In the 1970s, Edwards-Jones became the head of programme directors, giving her responsibility of organising much of the studio workings at ITN. She was the mentor of newsreader Trevor McDonald. She was also the director of the lunchtime bulletin First Report, the News at 5.45 and Channel 4 News. Edwards-Jones was the director of ITN's coverage of the 1968 United States presidential election and the following year's Apollo 11 moon landing. In 1973, she directed ITN's coverage of the Accession of the United Kingdom to the European Communities and the 1975 United Kingdom European Communities membership referendum.

She became the first woman to direct a live election results programme in the United Kingdom in February 1974 in that month's general election. Edwards-Jones was the director of four more general election programmes. She directed news specials such as the 40th anniversary of the Normandy landings and special royal documentaries such as The Prince and Princess of Wales Talking Personally with Alastair Burnet (an interview with Charles, Prince of Wales and Diana, Princess of Wales), in 1985 and Queen Elizabeth II – 60 Glorious Years in 1986. Edwards-Jones also directed programmes on the Budget of the United Kingdom, and House of Lords proceedings. She retired in 1989.

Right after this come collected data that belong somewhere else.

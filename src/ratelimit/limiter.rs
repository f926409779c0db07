//! Multi-window rate limiter
//!
//! Every outbound request is gated through three sliding windows (30 s,
//! 1 h, 1 d), each with a configured request cap, plus an adaptive base
//! delay derived from recent response latencies. The window arithmetic is
//! pure (it takes an explicit `now`) so tests can drive it with a
//! simulated clock; the async `acquire` wrapper supplies wall-clock time
//! and performs the actual sleeps.

use crate::config::RateLimitConfig;
use crate::ratelimit::state::RateLimiterState;
use std::collections::VecDeque;
use std::sync::Mutex;
use std::time::{Duration, SystemTime, UNIX_EPOCH};

/// Minimum delay between consecutive requests, in seconds
const MIN_BASE_WAIT_SECS: f64 = 0.1;

/// Multiplier applied to the average recent latency for the base delay
const LATENCY_FACTOR: f64 = 1.5;

/// Number of recent response latencies used for the adaptive base delay
const LATENCY_SAMPLES: usize = 10;

/// Safety margin after a short-window wait, in seconds
const SHORT_SAFETY_SECS: f64 = 1.0;

/// Safety margin after an hour/day-window wait, in seconds
const LONG_SAFETY_SECS: f64 = 300.0;

/// One sliding window: a FIFO of request timestamps with a cap
#[derive(Debug)]
pub struct Window {
    /// Window duration in seconds
    duration: f64,
    /// Extra sleep added when the window is at its cap
    safety: f64,
    /// Maximum number of requests inside the window
    cap: usize,
    /// Request timestamps (epoch seconds), oldest first
    stamps: VecDeque<f64>,
}

impl Window {
    pub fn new(duration: f64, safety: f64, cap: usize) -> Self {
        Self {
            duration,
            safety,
            cap,
            stamps: VecDeque::new(),
        }
    }

    pub fn with_stamps(duration: f64, safety: f64, cap: usize, stamps: VecDeque<f64>) -> Self {
        Self {
            duration,
            safety,
            cap,
            stamps,
        }
    }

    /// Drops timestamps older than the window duration
    pub fn evict(&mut self, now: f64) {
        while let Some(&oldest) = self.stamps.front() {
            if now - oldest > self.duration {
                self.stamps.pop_front();
            } else {
                break;
            }
        }
    }

    /// Seconds to wait before the window has room, or None if it has room now
    ///
    /// The wait is the time until the oldest entry ages out, plus the
    /// window's safety margin.
    pub fn required_wait(&self, now: f64) -> Option<f64> {
        if self.stamps.len() < self.cap {
            return None;
        }
        let oldest = *self.stamps.front()?;
        let remaining = (self.duration - (now - oldest)).max(0.0);
        Some(remaining + self.safety)
    }

    pub fn record(&mut self, now: f64) {
        self.stamps.push_back(now);
    }

    pub fn occupancy(&self) -> usize {
        self.stamps.len()
    }

    pub fn stamps(&self) -> &VecDeque<f64> {
        &self.stamps
    }
}

/// Mutable limiter internals, guarded by one mutex
///
/// The evict-check-record sequence is a single critical section so that
/// concurrent callers sharing one limiter cannot interleave and overshoot
/// a cap.
#[derive(Debug)]
struct Inner {
    total_requests: u64,
    halfmin: Window,
    hourly: Window,
    daily: Window,
    latencies: VecDeque<f64>,
}

impl Inner {
    fn evict_all(&mut self, now: f64) {
        self.halfmin.evict(now);
        self.hourly.evict(now);
        self.daily.evict(now);
    }

    /// First over-cap window's wait, checked short-to-long
    fn required_wait(&self, now: f64) -> Option<f64> {
        self.halfmin
            .required_wait(now)
            .or_else(|| self.hourly.required_wait(now))
            .or_else(|| self.daily.required_wait(now))
    }

    fn record(&mut self, now: f64) {
        self.halfmin.record(now);
        self.hourly.record(now);
        self.daily.record(now);
        self.total_requests += 1;
    }

    /// Base delay before each request: at least 100 ms, stretched to
    /// 1.5x the average of the last 10 observed response latencies
    fn base_wait(&self) -> f64 {
        if self.latencies.is_empty() {
            return MIN_BASE_WAIT_SECS;
        }
        let avg = self.latencies.iter().sum::<f64>() / self.latencies.len() as f64;
        (avg * LATENCY_FACTOR).max(MIN_BASE_WAIT_SECS)
    }
}

/// Gate for outbound requests across three sliding time windows
///
/// Shared between call sites as `Arc<RateLimiter>`; all mutation goes
/// through `acquire` and `record_latency`.
pub struct RateLimiter {
    inner: Mutex<Inner>,
}

impl RateLimiter {
    /// Creates a limiter with empty windows
    pub fn new(config: &RateLimitConfig) -> Self {
        Self::with_state(config, RateLimiterState::default())
    }

    /// Creates a limiter seeded from persisted request history
    pub fn with_state(config: &RateLimitConfig, state: RateLimiterState) -> Self {
        let inner = Inner {
            total_requests: state.total_requests,
            halfmin: Window::with_stamps(
                30.0,
                SHORT_SAFETY_SECS,
                config.max_per_halfmin as usize,
                state.halfmin,
            ),
            hourly: Window::with_stamps(
                3600.0,
                LONG_SAFETY_SECS,
                config.max_per_hour as usize,
                state.hourly,
            ),
            daily: Window::with_stamps(
                86400.0,
                LONG_SAFETY_SECS,
                config.max_per_day as usize,
                state.daily,
            ),
            latencies: VecDeque::new(),
        };

        Self {
            inner: Mutex::new(inner),
        }
    }

    /// Blocks until it is safe to issue one more request, then records it
    ///
    /// Sleeps the adaptive base delay first, then re-checks the windows
    /// until all have room. The check-and-record step runs under the lock;
    /// sleeps happen with the lock released.
    pub async fn acquire(&self) {
        let base = {
            let mut inner = self.lock();
            inner.evict_all(epoch_now());
            inner.base_wait()
        };
        tokio::time::sleep(Duration::from_secs_f64(base)).await;

        loop {
            let wait = {
                let mut inner = self.lock();
                let now = epoch_now();
                inner.evict_all(now);
                match inner.required_wait(now) {
                    None => {
                        inner.record(now);
                        if inner.total_requests % 100 == 0 {
                            tracing::debug!(
                                "Rate limiter: {} total requests, windows {}/{}/{}",
                                inner.total_requests,
                                inner.halfmin.occupancy(),
                                inner.hourly.occupancy(),
                                inner.daily.occupancy()
                            );
                        }
                        return;
                    }
                    Some(secs) => secs,
                }
            };

            if wait > 60.0 {
                tracing::info!("Window cap reached, waiting {:.1} minutes", wait / 60.0);
            } else {
                tracing::debug!("Window cap reached, waiting {:.1} seconds", wait);
            }
            tokio::time::sleep(Duration::from_secs_f64(wait)).await;
        }
    }

    /// Feeds one observed response latency into the adaptive base delay
    pub fn record_latency(&self, latency: Duration) {
        let mut inner = self.lock();
        if inner.latencies.len() == LATENCY_SAMPLES {
            inner.latencies.pop_front();
        }
        inner.latencies.push_back(latency.as_secs_f64());
    }

    /// Snapshot of the current request history for persistence
    pub fn snapshot(&self) -> RateLimiterState {
        let inner = self.lock();
        RateLimiterState {
            total_requests: inner.total_requests,
            halfmin: inner.halfmin.stamps().clone(),
            hourly: inner.hourly.stamps().clone(),
            daily: inner.daily.stamps().clone(),
        }
    }

    pub fn total_requests(&self) -> u64 {
        self.lock().total_requests
    }

    fn lock(&self) -> std::sync::MutexGuard<'_, Inner> {
        self.inner.lock().expect("rate limiter lock poisoned")
    }
}

/// Current wall-clock time as epoch seconds
fn epoch_now() -> f64 {
    SystemTime::now()
        .duration_since(UNIX_EPOCH)
        .map(|d| d.as_secs_f64())
        .unwrap_or(0.0)
}
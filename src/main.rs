//! Discograph main entry point
//!
//! This is the command-line interface for the Discograph catalog
//! synchronizer.

use clap::Parser;
use discograph::config::load_config_with_hash;
use discograph::sync::Coordinator;
use discograph::SyncPhase;
use std::path::PathBuf;
use std::sync::atomic::{AtomicBool, Ordering};
use std::sync::Arc;
use tracing_subscriber::EnvFilter;

/// Discograph: a bulk music-catalog synchronizer
///
/// Discograph crawls a music-metadata API under its rate limits and
/// converges a local SQLite catalog: every track, album and artist that
/// is referenced anywhere eventually gets its full payload.
#[derive(Parser, Debug)]
#[command(name = "discograph")]
#[command(version = "1.0.0")]
#[command(about = "A bulk music-catalog synchronizer", long_about = None)]
struct Cli {
    /// Path to TOML configuration file
    #[arg(value_name = "CONFIG")]
    config: PathBuf,

    /// Increase logging verbosity (-v, -vv, -vvv)
    #[arg(short, long, action = clap::ArgAction::Count)]
    verbose: u8,

    /// Suppress non-error output
    #[arg(short, long, conflicts_with = "verbose")]
    quiet: bool,

    /// Phase to start the first cycle at (tracks, albums, artists, artist-albums)
    #[arg(long, default_value = "tracks", value_name = "PHASE")]
    start_phase: SyncPhase,

    /// Enable the album-backfill phase regardless of the config file
    #[arg(long)]
    backfill: bool,

    /// Show catalog statistics and exit
    #[arg(long, conflicts_with = "reset")]
    stats: bool,

    /// Drop and recreate the database schema, then exit
    #[arg(long, conflicts_with = "stats")]
    reset: bool,
}

#[tokio::main]
async fn main() -> Result<(), Box<dyn std::error::Error>> {
    let cli = Cli::parse();

    setup_logging(cli.verbose, cli.quiet);

    tracing::info!("Loading configuration from: {}", cli.config.display());
    let (mut config, _config_hash) = match load_config_with_hash(&cli.config) {
        Ok((cfg, hash)) => {
            tracing::info!("Configuration loaded successfully (hash: {})", hash);
            (cfg, hash)
        }
        Err(e) => {
            tracing::error!("Failed to load configuration: {}", e);
            return Err(e.into());
        }
    };

    if cli.backfill {
        config.sync.backfill_albums = true;
    }

    if cli.stats {
        handle_stats(&config)?;
    } else if cli.reset {
        handle_reset(&config)?;
    } else {
        handle_sync(config, cli.start_phase).await?;
    }

    Ok(())
}

/// Sets up the logging/tracing subscriber based on verbosity level
fn setup_logging(verbose: u8, quiet: bool) {
    let filter = if quiet {
        // Only show errors
        EnvFilter::new("error")
    } else {
        match verbose {
            0 => EnvFilter::new("discograph=info,warn"),
            1 => EnvFilter::new("discograph=debug,info"),
            2 => EnvFilter::new("discograph=trace,debug"),
            _ => EnvFilter::new("trace"),
        }
    };

    tracing_subscriber::fmt()
        .with_env_filter(filter)
        .with_target(false)
        .with_thread_ids(false)
        .with_file(false)
        .init();
}

/// Handles the --stats mode: shows catalog statistics from the database
fn handle_stats(config: &discograph::Config) -> Result<(), Box<dyn std::error::Error>> {
    use discograph::storage::{CatalogStore, SqliteStore};
    use discograph::EntityKind;
    use std::path::Path;

    println!("Database: {}\n", config.output.database_path);

    let store = SqliteStore::new(Path::new(&config.output.database_path))?;

    for kind in [EntityKind::Track, EntityKind::Album, EntityKind::Artist] {
        let total = store.count_rows(kind)?;
        let incomplete = store.count_incomplete(kind)?;
        println!(
            "{:>8}s: {:>8} total, {:>8} incomplete",
            kind, total, incomplete
        );
    }
    println!(
        "Artists pending album backfill: {}",
        store.count_artists_pending_albums()?
    );
    for relation in ["track_artists", "album_artists", "artist_genres"] {
        println!("{:>14}: {:>8} rows", relation, store.count_relations(relation)?);
    }

    Ok(())
}

/// Handles the --reset mode: drops and recreates the schema
fn handle_reset(config: &discograph::Config) -> Result<(), Box<dyn std::error::Error>> {
    use discograph::storage::{CatalogStore, SqliteStore};
    use std::path::Path;

    println!("Resetting database: {}", config.output.database_path);

    let mut store = SqliteStore::new(Path::new(&config.output.database_path))?;
    store.reset()?;

    println!("✓ Schema dropped and recreated");
    Ok(())
}

/// Handles the main sync operation
async fn handle_sync(
    config: discograph::Config,
    start_phase: SyncPhase,
) -> Result<(), Box<dyn std::error::Error>> {
    tracing::info!(
        "Starting sync at phase {} (backfill: {}, enrichment: {})",
        start_phase,
        config.sync.backfill_albums,
        config.provider.enrichment_base_url.is_some()
    );

    // Ctrl-C raises the stop flag; the scheduler finishes the in-flight
    // batch and the coordinator flushes limiter state before exiting
    let stop = Arc::new(AtomicBool::new(false));
    let stop_signal = stop.clone();
    tokio::spawn(async move {
        if tokio::signal::ctrl_c().await.is_ok() {
            tracing::info!("Interrupt received, stopping after the current batch");
            stop_signal.store(true, Ordering::Relaxed);
        }
    });

    let coordinator = Coordinator::new(config, stop);
    match coordinator.run(start_phase).await {
        Ok(outcome) if outcome.converged => {
            tracing::info!("Catalog is fully synchronized");
            Ok(())
        }
        Ok(_) => {
            tracing::info!("Sync stopped before convergence; rerun to continue");
            Ok(())
        }
        Err(e) => {
            tracing::error!("Sync failed: {}", e);
            Err(e.into())
        }
    }
}
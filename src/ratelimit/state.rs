//! Persisted rate-limiter state
//!
//! The limiter's request history must survive process restarts: a window
//! spanning the restart would otherwise be forgotten and burst through a
//! provider limit. The state is a small JSON record written at shutdown
//! (and periodically) and read back at startup.

use serde::{Deserialize, Serialize};
use std::collections::VecDeque;
use std::path::Path;

/// Snapshot of the limiter's request history
///
/// Timestamps are epoch seconds so the record stays meaningful across
/// process lifetimes.
#[derive(Debug, Clone, Default, Serialize, Deserialize)]
pub struct RateLimiterState {
    pub total_requests: u64,
    #[serde(default)]
    pub halfmin: VecDeque<f64>,
    #[serde(default)]
    pub hourly: VecDeque<f64>,
    #[serde(default)]
    pub daily: VecDeque<f64>,
}

impl RateLimiterState {
    /// Loads persisted state, falling back to a fresh record
    ///
    /// A missing or unreadable file is not an error: the limiter starts
    /// conservative either way, and a corrupt record is worth less than a
    /// clean start.
    pub fn load(path: &Path) -> Self {
        let content = match std::fs::read_to_string(path) {
            Ok(content) => content,
            Err(_) => {
                tracing::info!("No rate-limiter state at {}, starting fresh", path.display());
                return Self::default();
            }
        };

        match serde_json::from_str(&content) {
            Ok(state) => state,
            Err(e) => {
                tracing::warn!(
                    "Failed to decode rate-limiter state at {}: {}, starting fresh",
                    path.display(),
                    e
                );
                Self::default()
            }
        }
    }

    /// Writes the state to disk as JSON
    pub fn save(&self, path: &Path) -> std::io::Result<()> {
        if let Some(parent) = path.parent() {
            std::fs::create_dir_all(parent)?;
        }
        let content = serde_json::to_string(self).map_err(std::io::Error::other)?;
        std::fs::write(path, content)
    }
}
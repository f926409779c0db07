//! Catalog persistence
//!
//! SQLite-backed storage for the synchronized catalog. The schema keeps
//! one table per entity kind plus surrogate-keyed genre and area tables
//! and the three many-to-many relation tables. Rows exist in two states:
//! stubs (ID only, discovered through references in other payloads) and
//! complete rows (full payload persisted). The scheduler drives stubs
//! toward completeness; nothing in the store ever moves a row back.

mod schema;
mod sqlite;
mod traits;

pub use schema::{initialize_schema, SCHEMA_SQL, TABLES_DROP_ORDER};
pub use sqlite::SqliteStore;
pub use traits::{CatalogStore, StorageError, StorageResult};

/// A track row as stored, nullable columns still unset on stubs
#[derive(Debug, Clone)]
pub struct TrackRow {
    pub id: String,
    pub name: Option<String>,
    pub album_id: Option<String>,
    pub duration_ms: Option<i64>,
    pub popularity: Option<i64>,
    pub explicit: Option<bool>,
    pub track_number: Option<i64>,
}

/// An album row as stored
#[derive(Debug, Clone)]
pub struct AlbumRow {
    pub id: String,
    pub name: Option<String>,
    pub release_date: Option<String>,
    pub total_tracks: Option<i64>,
    pub label: Option<String>,
    pub album_type: Option<String>,
    pub popularity: Option<i64>,
}

/// An artist row as stored
#[derive(Debug, Clone)]
pub struct ArtistRow {
    pub id: String,
    pub name: Option<String>,
    pub popularity: Option<i64>,
    pub followers: Option<i64>,
    pub albums_retrieved: bool,
    pub area_id: Option<i64>,
}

==Personal life and legacy==
Edwards-Jones did not marry, and died on 14 April 2024. According to a profile of Edwards-Jones in the ITN newsletter The Lens, she was described as "the bully, the one they learnt from, the one they laughed with and were outraged by. But it was Di who got them through whatever had to be done." She was known for her use of profanity amongst colleagues.

==Awards==
Edwards-Jones was awarded the Royal Television Society's Award for Outstanding Creative Achievement Behind the Camera in 1975. She was appointed Officer of the Order of the British Empire in the 1987 New Year Honours.